FileSystemCache

class omniduct.caches.filesystem.FileSystemCache(**kwargs)[source]

Bases: omniduct.caches.base.Cache

An implementation of Cache that wraps around a FilesystemClient.

Attributes inherited from Duct:
protocol (str): The name of the protocol for which this instance was
created (especially useful if a Duct subclass supports multiple protocols).
name (str): The name given to this Duct instance (defaults to class
name).
host (str): The host name providing the service (will be ‘127.0.0.1’, if
service is port forwarded from remote; use ._host to see remote host).
port (int): The port number of the service (will be the port-forwarded
local port, if relevant; for remote port use ._port).

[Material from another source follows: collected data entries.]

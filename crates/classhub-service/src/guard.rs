//! Resource mutation guard.
//!
//! Checks run in a fixed order and the first failing stage ends the
//! mutation: required fields, field formats, referenced-entity existence.
//! Only then is the store written. The existence pre-check yields a
//! friendlier error; store constraints remain authoritative.

use std::future::Future;

use serde_json::Value;
use validator::{ValidateEmail, ValidateUrl};

use classhub_core::error::AppError;
use classhub_core::result::AppResult;
use classhub_database::update::parse_float;

/// Collects required fields that are absent, `null`, or blank.
#[derive(Debug, Default)]
pub struct RequiredFields {
    missing: Vec<&'static str>,
}

impl RequiredFields {
    pub fn new() -> Self {
        Self::default()
    }

    /// Take a required text field, recording it as missing when absent or
    /// blank. The returned string is only meaningful once [`check`](Self::check)
    /// has passed.
    pub fn text(&mut self, name: &'static str, value: Option<String>) -> String {
        match value {
            Some(v) if !v.trim().is_empty() => v,
            _ => {
                self.missing.push(name);
                String::new()
            }
        }
    }

    /// Take a required field of any JSON type.
    pub fn value(&mut self, name: &'static str, value: Option<Value>) -> Value {
        match value {
            Some(Value::Null) | None => {
                self.missing.push(name);
                Value::Null
            }
            Some(Value::String(s)) if s.trim().is_empty() => {
                self.missing.push(name);
                Value::Null
            }
            Some(v) => v,
        }
    }

    /// Fail with `MissingFields` naming every missing field in the order
    /// the fields were taken.
    pub fn check(self) -> AppResult<()> {
        if self.missing.is_empty() {
            Ok(())
        } else {
            Err(AppError::missing_fields(self.missing))
        }
    }
}

/// Normalise an optional text field; blank strings become `None`.
pub fn optional_text(value: Option<String>) -> Option<String> {
    value.filter(|v| !v.trim().is_empty())
}

/// Require `value` to parse as an absolute URI.
pub fn require_absolute_uri(field: &'static str, value: &str) -> AppResult<()> {
    if value.validate_url() {
        Ok(())
    } else {
        Err(AppError::invalid_format(
            field,
            format!("Field '{field}' must be an absolute URI"),
        ))
    }
}

/// Require `value` to be a well-formed email address.
pub fn require_email(field: &'static str, value: &str) -> AppResult<()> {
    if value.validate_email() {
        Ok(())
    } else {
        Err(AppError::invalid_format(
            field,
            format!("Field '{field}' must be an email address"),
        ))
    }
}

/// Require a finite number or numeric string.
pub fn require_number(field: &'static str, value: &Value) -> AppResult<f64> {
    parse_float(value).ok_or_else(|| {
        AppError::invalid_format(field, format!("Field '{field}' must be a number"))
    })
}

/// Fail with `ReferenceNotFound` unless `exists` resolves to true.
pub async fn require_reference<F>(entity: &str, key: &str, exists: F) -> AppResult<()>
where
    F: Future<Output = AppResult<bool>>,
{
    if exists.await? {
        Ok(())
    } else {
        Err(AppError::reference_not_found(entity, key))
    }
}

/// Turn a zero affected-row count into `NotFound`.
pub fn require_affected(rows: u64, what: &str) -> AppResult<u64> {
    if rows == 0 {
        Err(AppError::not_found(format!("{what} not found")))
    } else {
        Ok(rows)
    }
}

username (str, bool): The username to use for the service. password (str, bool): The password to use for the service. registry (None, omniduct.registry.DuctRegistry): A reference to a

DuctRegistry instance for runtime lookup of other services.
remote (None, omniduct.remotes.base.RemoteClient): A reference to a
RemoteClient instance to manage connections to remote services.
cache (None, omniduct.caches.base.Cache): A reference to a Cache
instance to add support for caching, if applicable.
connection_fields (tuple<str>, list<str>): A list of instance attributes
to monitor for changes, whereupon the Duct instance should automatically disconnect. By default, the following attributes are monitored: ‘host’, ‘port’, ‘remote’, ‘username’, and ‘password’.
prepared_fields (tuple<str>, list<str>): A list of instance attributes to
be populated (if their values are callable) when the instance first connects to a service. Refer to Duct.prepare and Duct._prepare for more details. By default, the following attributes are prepared: ‘_host’, ‘_port’, ‘_username’, and ‘_password’.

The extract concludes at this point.